I’m reading John Zogby’s new book The Way We’ll Be. Fascinating stuff about the future, especially in this time of so much uncertainty, economic and otherwise. It got me thinking about a conversation I had with the American Academy of Pediatrics. Looking into the future, where will the pediatrics profession go and what are the consequences for the AAP?
When we talk about healthcare these days, it is mostly about cost, reform that will help the uninsured and the underinsured, and in general make the world’s highest quality healthcare more affordable for everyone. But what about the medical profession itself and the behemoth that is the American Medical Association?

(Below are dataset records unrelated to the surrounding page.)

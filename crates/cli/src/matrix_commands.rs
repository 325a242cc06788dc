use {
    hivemind_registry::{
        FsMatrixStore, MatrixManifest, MatrixStore, changelog, marker, types, vertical,
    },
    tracing::info,
};

/// Create a matrix directory with a fresh manifest and changelog.
/// Idempotent: an existing matrix is reported, not overwritten.
pub async fn init(store: &FsMatrixStore, name: &str) -> anyhow::Result<()> {
    types::validate_name(name)?;
    let dir = store.matrix_dir(name);

    if store.load(name).await?.is_some() {
        println!("Matrix '{name}' already exists at {}", dir.display());
        return Ok(());
    }

    store.save(&MatrixManifest::new(name)).await?;
    changelog::append(&dir, &format!("Matrix '{name}' created"))?;
    info!(matrix = name, "matrix initialized");

    println!("Matrix '{name}' initialized at {}", dir.display());
    Ok(())
}

/// Show a matrix summary. With no matrix given, fall back to the
/// detected project marker, then to the matrix listing.
pub async fn status(store: &FsMatrixStore, matrix: Option<&str>) -> anyhow::Result<()> {
    let name = match matrix {
        Some(m) => m.to_string(),
        None => {
            let cwd = std::env::current_dir()?;
            match marker::detect(&cwd)? {
                Some((found, _)) => {
                    // A marker pointing at a deleted matrix is a
                    // recoverable inconsistency, not a failure.
                    if store.load(&found.matrix).await?.is_none() {
                        println!(
                            "Marker points at matrix '{}' which is not in the registry.",
                            found.matrix
                        );
                        return list(store).await;
                    }
                    found.matrix
                },
                None => return list(store).await,
            }
        },
    };

    let manifest = store.load_required(&name).await?;
    let dir = store.matrix_dir(&name);

    println!("Matrix: {}", manifest.name);
    println!("Created: {}", manifest.created_at.format("%Y-%m-%d"));

    println!("\nProjects ({}):", manifest.projects.len());
    for (pname, entry) in &manifest.projects {
        println!("  - {pname}: {}", entry.path.display());
    }

    println!("\nVerticals ({}):", manifest.verticals.len());
    for v in &manifest.verticals {
        println!("  - {v}: {}", vertical::summarize(&dir, v)?);
    }
    if manifest.verticals.is_empty() {
        println!("  (none)");
    }

    Ok(())
}

/// List all matrices with project and vertical counts.
pub async fn list(store: &FsMatrixStore) -> anyhow::Result<()> {
    let matrices = store.list().await?;
    if matrices.is_empty() {
        println!("No matrices found.");
        return Ok(());
    }
    for m in &matrices {
        println!(
            "  {} ({} projects, {} verticals)",
            m.name,
            m.projects.len(),
            m.verticals.len()
        );
    }
    Ok(())
}

/// Append a freeform changelog entry.
pub async fn log_change(store: &FsMatrixStore, matrix: &str, message: &str) -> anyhow::Result<()> {
    store.load_required(matrix).await?;
    changelog::append(&store.matrix_dir(matrix), message)?;
    println!("Logged.");
    Ok(())
}

/// Print the directory holding a matrix' files. The assistant uses
/// this to locate vertical documents for editing.
pub async fn path(store: &FsMatrixStore, matrix: &str) -> anyhow::Result<()> {
    store.load_required(matrix).await?;
    println!("{}", store.matrix_dir(matrix).display());
    Ok(())
}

Sick people pay doctor bills. But what about well people? Isn’t keeping people healthy a better service to patients than only treating them when they’re sick? And why do we always have to see a specialist? For a recent infection, I ended up going to three doctors: my primary care physician who referred me to a doctor who only does ears and another that only does noses. If the primary care physician can’t take care of me when I’m sick, might that part of the medical profession disappear?

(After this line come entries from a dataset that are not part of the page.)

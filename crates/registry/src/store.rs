use std::{
    fs,
    io::ErrorKind,
    path::{Path, PathBuf},
};

use {
    async_trait::async_trait,
    tracing::{debug, warn},
};

use crate::{
    error::{Error, Result},
    types::MatrixManifest,
};

/// Manifest file name inside a matrix directory.
pub const MANIFEST_FILE: &str = "manifest.json";

/// Trait for persisting matrices. Implementations can be
/// directory-per-matrix on the filesystem, in-memory for tests, etc.
#[async_trait]
pub trait MatrixStore: Send + Sync {
    /// All known matrices, sorted by name.
    async fn list(&self) -> Result<Vec<MatrixManifest>>;
    async fn load(&self, name: &str) -> Result<Option<MatrixManifest>>;
    async fn save(&self, manifest: &MatrixManifest) -> Result<()>;
    /// Directory owned by the given matrix. May not exist yet.
    fn matrix_dir(&self, name: &str) -> PathBuf;

    /// Load a manifest that is expected to exist.
    async fn load_required(&self, name: &str) -> Result<MatrixManifest> {
        self.load(name)
            .await?
            .ok_or_else(|| Error::matrix_not_found(name))
    }
}

// ── Filesystem implementation ────────────────────────────────────────────────

/// Stores one directory per matrix under a base data directory.
pub struct FsMatrixStore {
    base: PathBuf,
}

impl FsMatrixStore {
    pub fn new(base: impl Into<PathBuf>) -> Self {
        Self { base: base.into() }
    }

    pub fn base_dir(&self) -> &Path {
        &self.base
    }

    fn read_manifest(path: &Path) -> Result<MatrixManifest> {
        let data = fs::read_to_string(path)?;
        Ok(serde_json::from_str(&data)?)
    }
}

#[async_trait]
impl MatrixStore for FsMatrixStore {
    async fn list(&self) -> Result<Vec<MatrixManifest>> {
        let entries = match fs::read_dir(&self.base) {
            Ok(e) => e,
            Err(e) if e.kind() == ErrorKind::NotFound => return Ok(Vec::new()),
            Err(e) => return Err(e.into()),
        };

        let mut matrices = Vec::new();
        for entry in entries.flatten() {
            let manifest_path = entry.path().join(MANIFEST_FILE);
            if !manifest_path.is_file() {
                continue;
            }
            match Self::read_manifest(&manifest_path) {
                Ok(m) => matrices.push(m),
                Err(e) => {
                    warn!(path = %manifest_path.display(), %e, "skipping unreadable manifest");
                },
            }
        }
        matrices.sort_by(|a, b| a.name.cmp(&b.name));
        Ok(matrices)
    }

    async fn load(&self, name: &str) -> Result<Option<MatrixManifest>> {
        let path = self.matrix_dir(name).join(MANIFEST_FILE);
        if !path.is_file() {
            return Ok(None);
        }
        Self::read_manifest(&path).map(Some)
    }

    async fn save(&self, manifest: &MatrixManifest) -> Result<()> {
        let dir = self.matrix_dir(&manifest.name);
        fs::create_dir_all(&dir)?;
        let data = serde_json::to_string_pretty(manifest)?;
        fs::write(dir.join(MANIFEST_FILE), data)?;
        debug!(matrix = %manifest.name, "saved manifest");
        Ok(())
    }

    fn matrix_dir(&self, name: &str) -> PathBuf {
        self.base.join(name)
    }
}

The AMA, in fact, only represents about 30% of the 800,000 doctors practicing in the United States and many of those are residents and med students whose membership is subsidized. The organization’s bias is toward specialists and toward treating the sick rather than preventing illness in the first place.
President Obama came to Chicago to address the AMA about healthcare reform because it is still the industry’s most powerful lobbyist. But cost is not the only thing that needs reforming about healthcare. Which begs the question: How Relevant is the American Medical Association?
Younger doctors, more progressive organizations, creative thinkers who, for instance, design healthcare facilities more along the lines of retail establishments are the future of the profession. If the AMA and other healthcare associations are not part of that process, the profession will go off and leave them to begin its own network.